Wie Tierversuche ergeben haben, ist die Knochenneubildung sogar jener von BMP überlegen. Dieselbe Membran verwenden wir in kritischen Belastungszonen, zum Beispiel dort, wo zwei Knochentransplantate aneinander zu liegen kommen und möglicherweise eine Einziehung oder bindegewebiges Einspriessen erfolgen könnte. In gleicher Weise verwenden wir diese Membranen bei jenen Fällen, wo wir im Kinnbereich bicorticalen Knochen für kleinere Aufbauten entnommen haben und an der Entnahmestelle eine vollständige Ossifikation, beispielsweise im Hinblick auf ein späteres Setzen von Implantaten in der interforaminalen Region antizipieren müssen.

Gibt es ausgewiesene Erfolge?

Von bisher 89 durchgeführten grösseren Kammaufbauten und Sinusinlays haben wir bei der Zweitoperation, dem Setzen dentaler Implantate, nur in einem Fall eine grössere Resorption des Schädeldachknochens gesehen; dennoch war das Setzen von Implantaten nicht in Frage gestellt. Nur ein Mal verloren wir wegen einer Wundheilungsstörung ein Transplantatstück.

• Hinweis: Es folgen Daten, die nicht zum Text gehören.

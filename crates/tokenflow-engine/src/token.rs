use std::collections::{BTreeMap, BTreeSet, HashMap};

use chrono::{DateTime, Utc};
use serde::{Deserialize, Serialize};

use tokenflow_core::error::{FlowError, Result};
use tokenflow_core::types::{BranchInfo, TokenId, TokenStatus};

/// The unit of execution. Tokens are never deleted, only transitioned.
#[derive(Debug, Clone, PartialEq, Serialize, Deserialize)]
#[serde(rename_all = "camelCase")]
pub struct Token {
    pub id: TokenId,
    pub node_ref: String,
    pub status: TokenStatus,
    /// `None` only for the run's root token.
    pub parent_token_id: Option<TokenId>,
    pub sibling_group: Option<String>,
    pub branch_index: Option<u32>,
    pub branch_total: Option<u32>,
    pub fan_out_transition_id: Option<String>,
    /// Arrival tokens folded into this continuation by a fan-in.
    #[serde(default, skip_serializing_if = "Vec::is_empty")]
    pub origin_token_ids: Vec<TokenId>,
    pub created_at: DateTime<Utc>,
    pub updated_at: DateTime<Utc>,
}

impl Token {
    pub fn branch(&self) -> Option<BranchInfo> {
        match (&self.sibling_group, self.branch_index, self.branch_total) {
            (Some(group), Some(index), Some(total)) => Some(BranchInfo::new(group.clone(), index, total)),
            _ => None,
        }
    }

    pub fn is_root(&self) -> bool {
        self.parent_token_id.is_none()
    }

    pub fn is_terminal(&self) -> bool {
        self.status.is_terminal()
    }

    /// Same sibling group and index, or both outside any group.
    fn same_branch(&self, other: &Token) -> bool {
        self.sibling_group == other.sibling_group && self.branch_index == other.branch_index
    }
}

/// Everything the caller chooses about a new token. Ids, status and
/// timestamps are assigned by the store.
#[derive(Debug, Clone, Default)]
pub struct NewToken {
    pub node_ref: String,
    pub parent_token_id: Option<TokenId>,
    pub branch: Option<BranchInfo>,
    pub fan_out_transition_id: Option<String>,
    pub origin_token_ids: Vec<TokenId>,
}

impl NewToken {
    pub fn at(node_ref: impl Into<String>) -> Self {
        Self {
            node_ref: node_ref.into(),
            ..Default::default()
        }
    }

    pub fn child_of(mut self, parent: &TokenId) -> Self {
        self.parent_token_id = Some(parent.clone());
        self
    }

    pub fn in_branch(mut self, branch: Option<BranchInfo>, fan_out_transition_id: Option<String>) -> Self {
        self.branch = branch;
        self.fan_out_transition_id = fan_out_transition_id;
        self
    }

    pub fn with_origins(mut self, origins: Vec<TokenId>) -> Self {
        self.origin_token_ids = origins;
        self
    }
}

/// Append-only token arena with secondary indexes on sibling group, node and
/// status.
#[derive(Debug, Default)]
pub struct TokenStore {
    arena: Vec<Token>,
    by_id: HashMap<TokenId, usize>,
    by_group: HashMap<String, Vec<usize>>,
    by_node: HashMap<String, Vec<usize>>,
    by_status: BTreeMap<TokenStatus, BTreeSet<usize>>,
    limit: Option<usize>,
}

impl TokenStore {
    pub fn new() -> Self {
        Self::default()
    }

    /// Refuse to create more than `limit` tokens.
    pub fn with_limit(limit: usize) -> Self {
        Self {
            limit: Some(limit),
            ..Self::default()
        }
    }

    /// Rebuild a store from persisted tokens, re-checking every invariant.
    pub fn restore(tokens: Vec<Token>, limit: Option<usize>) -> Result<Self> {
        let mut store = Self {
            limit,
            ..Self::default()
        };
        for token in tokens {
            store.check_shape(&token.parent_token_id, &token.branch())?;
            if token.sibling_group.is_some() && token.branch().is_none() {
                return Err(FlowError::InvalidToken(format!(
                    "token {} has a partial branch",
                    token.id
                )));
            }
            if store.by_id.contains_key(&token.id) {
                return Err(FlowError::InvalidToken(format!("duplicate token id {}", token.id)));
            }
            store.insert(token);
        }
        Ok(store)
    }

    fn check_shape(&self, parent: &Option<TokenId>, branch: &Option<BranchInfo>) -> Result<()> {
        match parent {
            None if self.root().is_some() => {
                return Err(FlowError::InvalidToken("run already has a root token".into()));
            }
            Some(parent) if !self.by_id.contains_key(parent) => {
                return Err(FlowError::UnknownToken(parent.to_string()));
            }
            _ => {}
        }
        if let Some(branch) = branch {
            if !branch.is_consistent() {
                return Err(FlowError::InvalidToken(format!(
                    "branch index {} outside 0..{} in group {}",
                    branch.branch_index, branch.branch_total, branch.sibling_group
                )));
            }
        }
        Ok(())
    }

    /// Add a new `pending` token. Creation is the only way tokens enter the store.
    pub fn create(&mut self, new: NewToken) -> Result<&Token> {
        if let Some(limit) = self.limit {
            if self.arena.len() >= limit {
                return Err(FlowError::TokenLimitExceeded(limit));
            }
        }
        self.check_shape(&new.parent_token_id, &new.branch)?;

        let now = Utc::now();
        let branch = new.branch;
        let token = Token {
            id: TokenId::new(),
            node_ref: new.node_ref,
            status: TokenStatus::Pending,
            parent_token_id: new.parent_token_id,
            sibling_group: branch.as_ref().map(|b| b.sibling_group.clone()),
            branch_index: branch.as_ref().map(|b| b.branch_index),
            branch_total: branch.as_ref().map(|b| b.branch_total),
            fan_out_transition_id: new.fan_out_transition_id,
            origin_token_ids: new.origin_token_ids,
            created_at: now,
            updated_at: now,
        };
        let idx = self.insert(token);
        Ok(&self.arena[idx])
    }

    fn insert(&mut self, token: Token) -> usize {
        let idx = self.arena.len();
        self.by_id.insert(token.id.clone(), idx);
        if let Some(group) = &token.sibling_group {
            self.by_group.entry(group.clone()).or_default().push(idx);
        }
        self.by_node.entry(token.node_ref.clone()).or_default().push(idx);
        self.by_status.entry(token.status).or_default().insert(idx);
        self.arena.push(token);
        idx
    }

    /// Move a token along the state machine, returning its previous status.
    pub fn transition(&mut self, id: &TokenId, to: TokenStatus) -> Result<TokenStatus> {
        let idx = *self
            .by_id
            .get(id)
            .ok_or_else(|| FlowError::UnknownToken(id.to_string()))?;
        let token = &mut self.arena[idx];
        let from = token.status;
        if !from.can_transition_to(to) {
            return Err(FlowError::InvalidStateTransition {
                token_id: id.to_string(),
                from,
                to,
            });
        }
        token.status = to;
        token.updated_at = Utc::now();
        if let Some(set) = self.by_status.get_mut(&from) {
            set.remove(&idx);
        }
        self.by_status.entry(to).or_default().insert(idx);
        Ok(from)
    }

    pub fn get(&self, id: &TokenId) -> Option<&Token> {
        self.by_id.get(id).map(|&idx| &self.arena[idx])
    }

    pub fn require(&self, id: &TokenId) -> Result<&Token> {
        self.get(id).ok_or_else(|| FlowError::UnknownToken(id.to_string()))
    }

    pub fn root(&self) -> Option<&Token> {
        self.arena.iter().find(|t| t.is_root())
    }

    /// Every token, in creation order.
    pub fn all(&self) -> &[Token] {
        &self.arena
    }

    pub fn len(&self) -> usize {
        self.arena.len()
    }

    pub fn is_empty(&self) -> bool {
        self.arena.is_empty()
    }

    pub fn by_sibling_group(&self, group: &str) -> Vec<&Token> {
        self.collect(self.by_group.get(group))
    }

    pub fn by_node(&self, node_ref: &str) -> Vec<&Token> {
        self.collect(self.by_node.get(node_ref))
    }

    pub fn by_status(&self, status: TokenStatus) -> Vec<&Token> {
        self.by_status
            .get(&status)
            .map(|set| set.iter().map(|&idx| &self.arena[idx]).collect())
            .unwrap_or_default()
    }

    pub fn count(&self, status: TokenStatus) -> usize {
        self.by_status.get(&status).map_or(0, BTreeSet::len)
    }

    /// Tokens in pending, executing or waiting_for_siblings.
    pub fn active_count(&self) -> usize {
        TokenStatus::ALL
            .iter()
            .filter(|s| s.is_active())
            .map(|s| self.count(*s))
            .sum()
    }

    /// Ids of every non-terminal token, in creation order.
    pub fn active_ids(&self) -> Vec<TokenId> {
        self.arena
            .iter()
            .filter(|t| !t.is_terminal())
            .map(|t| t.id.clone())
            .collect()
    }

    /// The token followed by its same-branch ancestors, nearest first.
    pub fn branch_lineage(&self, id: &TokenId) -> Vec<TokenId> {
        let mut lineage = Vec::new();
        let Some(mut current) = self.get(id) else {
            return lineage;
        };
        lineage.push(current.id.clone());
        while let Some(parent) = current.parent_token_id.as_ref().and_then(|p| self.get(p)) {
            if !parent.same_branch(current) {
                break;
            }
            lineage.push(parent.id.clone());
            current = parent;
        }
        lineage
    }

    fn collect(&self, indexes: Option<&Vec<usize>>) -> Vec<&Token> {
        indexes
            .map(|v| v.iter().map(|&idx| &self.arena[idx]).collect())
            .unwrap_or_default()
    }
}
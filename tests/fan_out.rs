use std::collections::{HashMap, HashSet};
use std::sync::{Arc, Mutex};
use std::time::Duration;

use futures::future::BoxFuture;
use serde_json::{json, Value};

use tokenflow_core::definition::{
    MergeSpec, MergeStrategy, Synchronization, TimeoutPolicy, WorkflowDefinition,
};
use tokenflow_core::error::Result;
use tokenflow_core::trace::TraceKind;
use tokenflow_core::traits::{Executor, TaskRequest};
use tokenflow_core::types::{RunStatus, TokenId, TokenStatus};
use tokenflow_engine::{Engine, RunOutcome, TraceQuery};
use tokenflow_test_utils::{
    append_words, collect_items, fan_out_workflow, items_executor, nested_workflow, topic_input,
    word_fan_out, words_executor, ScriptedExecutor, WORDS,
};

fn assert_single_root(outcome: &RunOutcome) {
    let roots: Vec<_> = outcome.tokens.iter().filter(|t| t.parent_token_id.is_none()).collect();
    assert_eq!(roots.len(), 1, "exactly one root token");
    let ids: HashSet<_> = outcome.tokens.iter().map(|t| t.id.clone()).collect();
    for t in &outcome.tokens {
        if let Some(parent) = &t.parent_token_id {
            assert!(ids.contains(parent), "parent of {} resolves", t.id);
        }
    }
}

fn count_status(outcome: &RunOutcome, node: &str, status: TokenStatus) -> usize {
    outcome.tokens_at(node).iter().filter(|t| t.status == status).count()
}

#[tokio::test]
async fn test_word_fan_out_end_to_end() {
    let executor = Arc::new(words_executor());
    let engine = Engine::new(executor.clone());

    let outcome = engine
        .start(word_fan_out(), topic_input())
        .unwrap()
        .wait()
        .await
        .unwrap();

    assert_eq!(outcome.status, RunStatus::Completed);
    assert_eq!(outcome.tokens.len(), 8, "root + 3 branches + 3 arrivals + continuation");
    assert_single_root(&outcome);
    assert!(outcome.tokens.iter().all(|t| t.status == TokenStatus::Completed));

    let words = json!(WORDS);
    assert_eq!(outcome.read("state.words"), Some(words.clone()));
    assert_eq!(outcome.output().unwrap().get("words"), Some(&words));

    // Three arrivals plus one continuation at the join node
    let at_gather = outcome.tokens_at("gather");
    assert_eq!(at_gather.len(), 4);
    let continuation = at_gather
        .iter()
        .find(|t| !t.origin_token_ids.is_empty())
        .expect("continuation token");
    assert_eq!(continuation.origin_token_ids.len(), 3);
    assert!(continuation.sibling_group.is_none());
    assert_eq!(continuation.parent_token_id.as_ref(), outcome.tokens_at("start").first().map(|t| &t.id));

    // Branch tokens carry consistent indexes
    let mut indexes: Vec<u32> = outcome
        .tokens_at("write")
        .iter()
        .map(|t| t.branch_index.unwrap())
        .collect();
    indexes.sort();
    assert_eq!(indexes, vec![0, 1, 2]);

    // The join task sees the merged words; each branch saw the run input
    let gather_calls = executor.calls_for("gather");
    assert_eq!(gather_calls.len(), 1);
    assert_eq!(gather_calls[0].input["words"], words);
    for call in executor.calls_for("write") {
        assert_eq!(call.input["topic"], "greek letters");
    }

    // Merged branches are disposed
    assert_eq!(outcome.read("_branch"), Some(json!({})));
    assert_eq!(outcome.trace.of_kind(TraceKind::BranchDisposed).len(), 3);
    assert_eq!(outcome.trace.of_kind(TraceKind::MergeApplied).len(), 1);
    assert_eq!(outcome.trace.last().unwrap().kind, TraceKind::WorkflowCompleted);
}

#[tokio::test]
async fn test_trace_sequence_is_gapless() {
    let engine = Engine::new(Arc::new(words_executor()));
    let outcome = engine.start(word_fan_out(), topic_input()).unwrap().wait().await.unwrap();

    let sequences: Vec<u64> = outcome.trace.iter().map(|e| e.sequence).collect();
    let expected: Vec<u64> = (1..=outcome.trace.len() as u64).collect();
    assert_eq!(sequences, expected);
    assert_eq!(outcome.trace[0].kind, TraceKind::WorkflowStarted);
}

#[tokio::test(start_paused = true)]
async fn test_arrival_order_does_not_change_merge() {
    let orders: [[u64; 3]; 3] = [[10, 20, 30], [30, 10, 20], [20, 30, 10]];
    for delays in orders {
        let mut executor = words_executor();
        for (idx, ms) in delays.iter().enumerate() {
            executor = executor.branch_delay("write", idx as u32, Duration::from_millis(*ms));
        }
        let engine = Engine::new(Arc::new(executor));
        let outcome = engine.start(word_fan_out(), topic_input()).unwrap().wait().await.unwrap();

        assert_eq!(outcome.status, RunStatus::Completed);
        assert_eq!(outcome.read("state.words"), Some(json!(WORDS)));

        let arrivals = outcome.trace.of_kind(TraceKind::ArrivalRecorded);
        assert_eq!(arrivals.len(), 3, "count(arrivals) == branchTotal");
        let arrival_order: Vec<u64> = arrivals
            .iter()
            .map(|e| e.payload["branchIndex"].as_u64().unwrap())
            .collect();
        let mut by_delay: Vec<(u64, u64)> = delays.iter().enumerate().map(|(i, d)| (*d, i as u64)).collect();
        by_delay.sort();
        let expected: Vec<u64> = by_delay.into_iter().map(|(_, i)| i).collect();
        assert_eq!(arrival_order, expected);
    }
}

Es soll noch erwähnt werden, dass Schädeldachknochen auch dann verwendet werden kann, wenn eine fortgeschrittene Osteoporose des Skelettsystems besteht. Schädeldachknochen, der bekanntermassen membranösen Ursprungs ist, scheint von Osteoporose deutlich weniger betroffen zu sein als der auf knorpeliger Grundlage entstehende Knochen des übrigen Skelettsystems.